FDA approves first-ever Pradaxa 'antidote,' BI's Praxbind
- Boehringer Ingelheim's Praxbind (idarucizumab), which is designed to reverse the effects of the company's popular anticoagulant Pradaxa (dabigatran), is a fully humanized antibody fragment (Fab).
- BI's Pradaxa was approved in 2010 to prevent stroke and systemic blood clots in patients with atrial fibrillation (AF), as well as those with deep vein thrombosis (DVT) and pulmonary embolism (PE).
- In clinical studies, all of the patients given Pradaxa and then given Praxbind experienced immediate reduction in the amount of Pradaxa in their blood. In a separate trial, 89% of patients who were experiencing uncontrolled bleeding or required immediate surgery had full reversal of the effects of Pradaxa within four hours of receiving Praxbind.
Praxbind, which is administered via injection, was approved under the FDA's accelerated approval program. It's been seven months since BI filed for approval of Praxbind, and there has been a sense of urgency associated with gaining approval.

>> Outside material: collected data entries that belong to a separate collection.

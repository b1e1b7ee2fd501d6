use std::io;

use tracing::error;

use crate::combat::{write_report_csv, CombatRound, CombatantRef, ObjectId, SummaryReport};
use crate::config::AppConfig;
use crate::error::RosterError;
use crate::server::{self, api::Ranking, AppState};
use crate::store::{load_roster, CombatantRegistry, JsonFileAttributeStorage, SummaryStore};

#[derive(Debug, Clone, Copy, PartialEq, Eq)]
pub enum Command {
    Serve,
    Show,
    Record,
    Clear,
    Roster,
}

pub fn parse_command(args: &[String]) -> Option<Command> {
    match args.get(1).map(String::as_str) {
        Some("serve") => Some(Command::Serve),
        Some("show") => Some(Command::Show),
        Some("record") => Some(Command::Record),
        Some("clear") => Some(Command::Clear),
        Some("roster") => Some(Command::Roster),
        _ => None,
    }
}

pub fn run_with_args(args: &[String], config: &AppConfig) -> i32 {
    match parse_command(args) {
        Some(Command::Serve) => handle_serve(config),
        Some(Command::Show) => handle_show(args, config),
        Some(Command::Record) => handle_record(args, config),
        Some(Command::Clear) => handle_clear(args, config),
        Some(Command::Roster) => handle_roster(config),
        None => {
            eprintln!("usage: battle-summary <serve|show|record|clear|roster>");
            2
        }
    }
}

#[derive(Debug, Clone, Copy, PartialEq, Eq)]
enum OutputFormat {
    Json,
    Table,
    Csv,
}

fn handle_serve(config: &AppConfig) -> i32 {
    let Some(registry) = roster_or_report(config) else {
        return 1;
    };
    let storage = JsonFileAttributeStorage::new(&config.storage_path);
    let state = AppState::new(registry, Box::new(storage));
    match server::run_server(&state, &config.bind_addr) {
        Ok(()) => 0,
        Err(err) => {
            error!(error = %err, "server error");
            eprintln!("server error: {err}");
            1
        }
    }
}

fn handle_show(args: &[String], config: &AppConfig) -> i32 {
    let Some(owner) = parse_owner(args.get(2)) else {
        eprintln!("usage: battle-summary show <owner-id> [--table|--csv] [--rank=sequence|target_index]");
        return 2;
    };
    let mut format = OutputFormat::Json;
    let mut ranking = Ranking::default();
    for flag in &args[3..] {
        match flag.as_str() {
            "--table" => format = OutputFormat::Table,
            "--csv" => format = OutputFormat::Csv,
            other => match other.strip_prefix("--rank=").and_then(Ranking::parse) {
                Some(parsed) => ranking = parsed,
                None => {
                    eprintln!("unknown option '{other}'");
                    return 2;
                }
            },
        }
    }

    let Some(registry) = roster_or_report(config) else {
        return 1;
    };
    let mut storage = JsonFileAttributeStorage::new(&config.storage_path);
    let store = SummaryStore::new(owner, &mut storage, &registry);
    let builder = match store.load_summary() {
        Ok(builder) => builder,
        Err(err) => {
            eprintln!("failed to load summary: {err}");
            return 1;
        }
    };
    let rule = ranking.rule();
    let report = SummaryReport {
        owner,
        ranking: rule.name(),
        records: builder.report_ranked(rule),
    };

    match format {
        OutputFormat::Json => match serde_json::to_string_pretty(&report) {
            Ok(payload) => println!("{payload}"),
            Err(err) => {
                eprintln!("failed to serialize summary: {err}");
                return 1;
            }
        },
        OutputFormat::Table => print_table(&report),
        OutputFormat::Csv => {
            if let Err(err) = write_report_csv(&report.records, io::stdout().lock()) {
                eprintln!("failed to write csv: {err}");
                return 1;
            }
        }
    }
    0
}

fn handle_record(args: &[String], config: &AppConfig) -> i32 {
    let owner = parse_owner(args.get(2));
    let pairs: Option<Vec<(ObjectId, ObjectId)>> =
        args.iter().skip(3).map(|raw| parse_pair(raw)).collect();
    let (Some(owner), Some(pairs)) = (owner, pairs) else {
        eprintln!("usage: battle-summary record <owner-id> <attacker-id:target-id>...");
        return 2;
    };

    let Some(registry) = roster_or_report(config) else {
        return 1;
    };
    let mut attacks: Vec<(CombatantRef, CombatantRef)> = Vec::with_capacity(pairs.len());
    for (attacker, target) in pairs {
        let (Some(attacker), Some(target)) = (registry.get(attacker), registry.get(target)) else {
            eprintln!("unknown combatant in pair {attacker}:{target}");
            return 1;
        };
        attacks.push((attacker.clone(), target.clone()));
    }

    let mut storage = JsonFileAttributeStorage::new(&config.storage_path);
    let mut store = SummaryStore::new(owner, &mut storage, &registry);
    let result = CombatRound::begin(1, &mut store).and_then(|mut round| {
        for (attacker, target) in attacks {
            round.record(attacker, target);
        }
        round.finish(&mut store, Ranking::default().rule())
    });
    match result {
        Ok(summary) => {
            println!("recorded {} attack(s) for object {owner}", summary.len());
            0
        }
        Err(err) => {
            eprintln!("failed to record summary: {err}");
            1
        }
    }
}

fn handle_clear(args: &[String], config: &AppConfig) -> i32 {
    let Some(owner) = parse_owner(args.get(2)) else {
        eprintln!("usage: battle-summary clear <owner-id>");
        return 2;
    };
    let registry = CombatantRegistry::new();
    let mut storage = JsonFileAttributeStorage::new(&config.storage_path);
    let mut store = SummaryStore::new(owner, &mut storage, &registry);
    match store.clear() {
        Ok(true) => {
            println!("cleared summary for object {owner}");
            0
        }
        Ok(false) => {
            println!("no summary stored for object {owner}");
            0
        }
        Err(err) => {
            eprintln!("failed to clear summary: {err}");
            1
        }
    }
}

fn handle_roster(config: &AppConfig) -> i32 {
    let Some(registry) = roster_or_report(config) else {
        return 1;
    };
    let combatants: Vec<&CombatantRef> = registry.iter().collect();
    match serde_json::to_string_pretty(&combatants) {
        Ok(payload) => {
            println!("{payload}");
            0
        }
        Err(err) => {
            eprintln!("failed to serialize roster: {err}");
            1
        }
    }
}

fn print_table(report: &SummaryReport<CombatantRef>) {
    println!("sequence\trank\tattacker\ttarget");
    for record in &report.records {
        println!(
            "{}\t{}\t{}\t{}",
            record.sequence,
            record.rank,
            record.attacker.name(),
            record.target.name()
        );
    }
}

fn roster_or_report(config: &AppConfig) -> Option<CombatantRegistry> {
    match load_roster(&config.roster_path) {
        Ok(registry) => Some(registry),
        Err(err) => {
            report_roster_error(&err);
            None
        }
    }
}

fn report_roster_error(err: &RosterError) {
    error!(error = %err, "roster unavailable");
    eprintln!("roster error: {err}");
}

fn parse_owner(raw: Option<&String>) -> Option<ObjectId> {
    raw.and_then(|value| value.parse::<ObjectId>().ok())
}

fn parse_pair(raw: &str) -> Option<(ObjectId, ObjectId)> {
    let (attacker, target) = raw.split_once(':')?;
    Some((attacker.parse().ok()?, target.parse().ok()?))
}
//! Live combatant roster and the resolution capability the summary store depends on.

use std::collections::BTreeMap;
use std::fs;
use std::path::Path;

use crate::combat::{Combatant, CombatantRef, ObjectId};
use crate::error::RosterError;

/// Resolves a string-encoded object id to a live combatant handle.
pub trait CombatantResolver {
    type Handle;

    fn resolve(&self, encoded_id: &str) -> Option<Self::Handle>;
}

/// In-memory roster keyed by object id. Iterates in id order.
#[derive(Debug, Clone, Default)]
pub struct CombatantRegistry {
    by_id: BTreeMap<ObjectId, CombatantRef>,
}

impl CombatantRegistry {
    pub fn new() -> Self {
        Self::default()
    }

    /// Builds a registry, rejecting rosters that list the same id twice.
    pub fn from_combatants<I>(combatants: I) -> Result<Self, RosterError>
    where
        I: IntoIterator<Item = Combatant>,
    {
        let mut registry = Self::new();
        for combatant in combatants {
            let id = combatant.id;
            if registry.insert(combatant).is_some() {
                return Err(RosterError::DuplicateId(id));
            }
        }
        Ok(registry)
    }

    /// Inserts or replaces a combatant; returns the previous handle for that id.
    pub fn insert(&mut self, combatant: Combatant) -> Option<CombatantRef> {
        self.by_id.insert(combatant.id, CombatantRef::new(combatant))
    }

    pub fn get(&self, id: ObjectId) -> Option<&CombatantRef> {
        self.by_id.get(&id)
    }

    pub fn len(&self) -> usize {
        self.by_id.len()
    }

    pub fn is_empty(&self) -> bool {
        self.by_id.is_empty()
    }

    pub fn iter(&self) -> impl Iterator<Item = &CombatantRef> {
        self.by_id.values()
    }
}

impl CombatantResolver for CombatantRegistry {
    type Handle = CombatantRef;

    fn resolve(&self, encoded_id: &str) -> Option<CombatantRef> {
        let id = encoded_id.parse::<ObjectId>().ok()?;
        self.by_id.get(&id).cloned()
    }
}

/// Load a roster from a JSON array of combatants.
pub fn load_roster(path: impl AsRef<Path>) -> Result<CombatantRegistry, RosterError> {
    let path = path.as_ref();
    let display = path.display().to_string();
    let raw = fs::read_to_string(path).map_err(|source| RosterError::Io {
        path: display.clone(),
        source,
    })?;
    let combatants: Vec<Combatant> =
        serde_json::from_str(&raw).map_err(|source| RosterError::Parse {
            path: display,
            source,
        })?;
    CombatantRegistry::from_combatants(combatants)
}

#[cfg(test)]
mod tests {
    use super::*;

    fn registry() -> CombatantRegistry {
        CombatantRegistry::from_combatants([
            Combatant::new(2, "Knight", 1),
            Combatant::new(1, "Dragon", 0),
        ])
        .expect("unique ids")
    }

    #[test]
    fn resolves_decimal_ids_only() {
        let registry = registry();
        assert_eq!(registry.resolve("1").map(|c| c.name().to_string()), Some("Dragon".into()));
        assert!(registry.resolve("3").is_none());
        assert!(registry.resolve("dragon").is_none());
        assert!(registry.resolve("").is_none());
    }

    #[test]
    fn iterates_in_id_order() {
        let ids: Vec<_> = registry().iter().map(CombatantRef::id).collect();
        assert_eq!(ids, [ObjectId(1), ObjectId(2)]);
    }

    #[test]
    fn duplicate_ids_are_rejected() {
        let err = CombatantRegistry::from_combatants([
            Combatant::new(5, "Imp", 0),
            Combatant::new(5, "Imp again", 1),
        ])
        .unwrap_err();
        assert!(matches!(err, RosterError::DuplicateId(ObjectId(5))));
    }

    #[test]
    fn missing_roster_file_is_io_error() {
        let err = load_roster("/nonexistent/battle-summary/roster.json").unwrap_err();
        assert!(matches!(err, RosterError::Io { .. }));
    }
}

The backstory: BI has dealt with reports of numerous Pradaxa-related deaths (roughly 280) and adverse events (roughly 1,400) in the last five years. Although not all of the adverse events were related to internal bleeding, many were. In addition , in 2014, BI settled a $650 million class action lawsuit last year related to bleeding episodes and their consquences.
Enter Praxbind, which could be considered the equivalent of vitamin K for warfarin. Having an antidote for Pradaxa will undoubtedly increase its therapeutic value—and most likely its use.